Task:
Your answer should consist of each line below that includes the word "with".

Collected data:

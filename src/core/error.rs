use thiserror::Error;

#[derive(Error, Debug, Clone, PartialEq)]
pub enum OrmError {
    // ========================================================================
    // Configuration / boot
    // ========================================================================
    #[error("Configuration error: {0}")]
    Configuration(String),

    #[error("Mapping error: {0}")]
    Mapping(String),

    #[error("Sequence increment mismatch: {0}")]
    SequenceMismatch(String),

    #[error("Unknown entity: {0}")]
    UnknownEntity(String),

    #[error("Unknown collection role: {0}")]
    UnknownCollection(String),

    #[error("Unknown property '{0}' on '{1}'")]
    UnknownProperty(String, String),

    // ========================================================================
    // Data consistency
    // ========================================================================
    #[error("More than one row with the given identifier was found: {0}")]
    DuplicateRow(String),

    #[error("No row with the given identifier exists: {0}")]
    ObjectNotFound(String),

    #[error("Query compilation error: {0}")]
    QueryCompilation(String),

    #[error("A different object with the same identifier value was already associated with the session: {0}")]
    NonUniqueObject(String),

    #[error("Row was updated or deleted by another transaction: {0}")]
    StaleObjectState(String),

    // ========================================================================
    // Transactions
    // ========================================================================
    #[error("Transaction error: {0}")]
    Transaction(String),

    #[error("Transaction was rolled back in a different thread!")]
    TransactionRolledBackOnDifferentThread,

    #[error("Managed flush failed: {0}")]
    ManagedFlush(String),

    #[error("Could not determine transaction status: {0}")]
    TransactionStatusCheck(String),

    // ========================================================================
    // JDBC
    // ========================================================================
    #[error("JDBC error: {0}")]
    Jdbc(String),

    #[error("Query timeout: {0}")]
    QueryTimeout(String),

    // ========================================================================
    // Other
    // ========================================================================
    #[error("Could not initialize proxy: {0}")]
    LazyInitialization(String),

    #[error("Cache error: {0}")]
    Cache(String),

    #[error("Illegal state: {0}")]
    IllegalState(String),

    #[error("Unsupported operation: {0}")]
    UnsupportedOperation(String),

    #[error("Lock error: {0}")]
    LockError(String),

    #[error("Serialization error: {0}")]
    Serialization(String),
}

pub type Result<T> = std::result::Result<T, OrmError>;

impl OrmError {
    /// Errors after which the current unit of work must be rolled back.
    pub fn requires_rollback(&self) -> bool {
        matches!(
            self,
            Self::DuplicateRow(_)
                | Self::NonUniqueObject(_)
                | Self::StaleObjectState(_)
                | Self::Transaction(_)
                | Self::TransactionRolledBackOnDifferentThread
                | Self::ManagedFlush(_)
                | Self::TransactionStatusCheck(_)
                | Self::Jdbc(_)
                | Self::QueryTimeout(_)
        )
    }

    pub fn is_configuration(&self) -> bool {
        matches!(
            self,
            Self::Configuration(_)
                | Self::Mapping(_)
                | Self::SequenceMismatch(_)
                | Self::UnknownEntity(_)
                | Self::UnknownCollection(_)
                | Self::UnknownProperty(_, _)
        )
    }
}

impl<T> From<std::sync::PoisonError<T>> for OrmError {
    fn from(err: std::sync::PoisonError<T>) -> Self {
        Self::LockError(err.to_string())
    }
}

impl From<serde_json::Error> for OrmError {
    fn from(err: serde_json::Error) -> Self {
        Self::Serialization(err.to_string())
    }
}

#[cfg(test)]
mod tests {
    use super::*;

    #[test]
    fn test_error_classification() {
        assert!(OrmError::Mapping("x".into()).is_configuration());
        assert!(!OrmError::Mapping("x".into()).requires_rollback());
        assert!(OrmError::DuplicateRow("Order#1".into()).requires_rollback());
        assert!(OrmError::TransactionRolledBackOnDifferentThread.requires_rollback());
    }

    #[test]
    fn test_poison_maps_to_lock_error() {
        let lock = std::sync::Arc::new(std::sync::Mutex::new(0));
        let cloned = lock.clone();
        let _ = std::thread::spawn(move || {
            let _guard = cloned.lock().unwrap();
            panic!("poison");
        })
        .join();
        let err: OrmError = lock.lock().unwrap_err().into();
        assert!(matches!(err, OrmError::LockError(_)));
    }
}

Response box:
    #[error("More than one row with the given identifier was found: {0}")]
    #[error("No row with the given identifier exists: {0}")]
    #[error("A different object with the same identifier value was already associated with the session: {0}")]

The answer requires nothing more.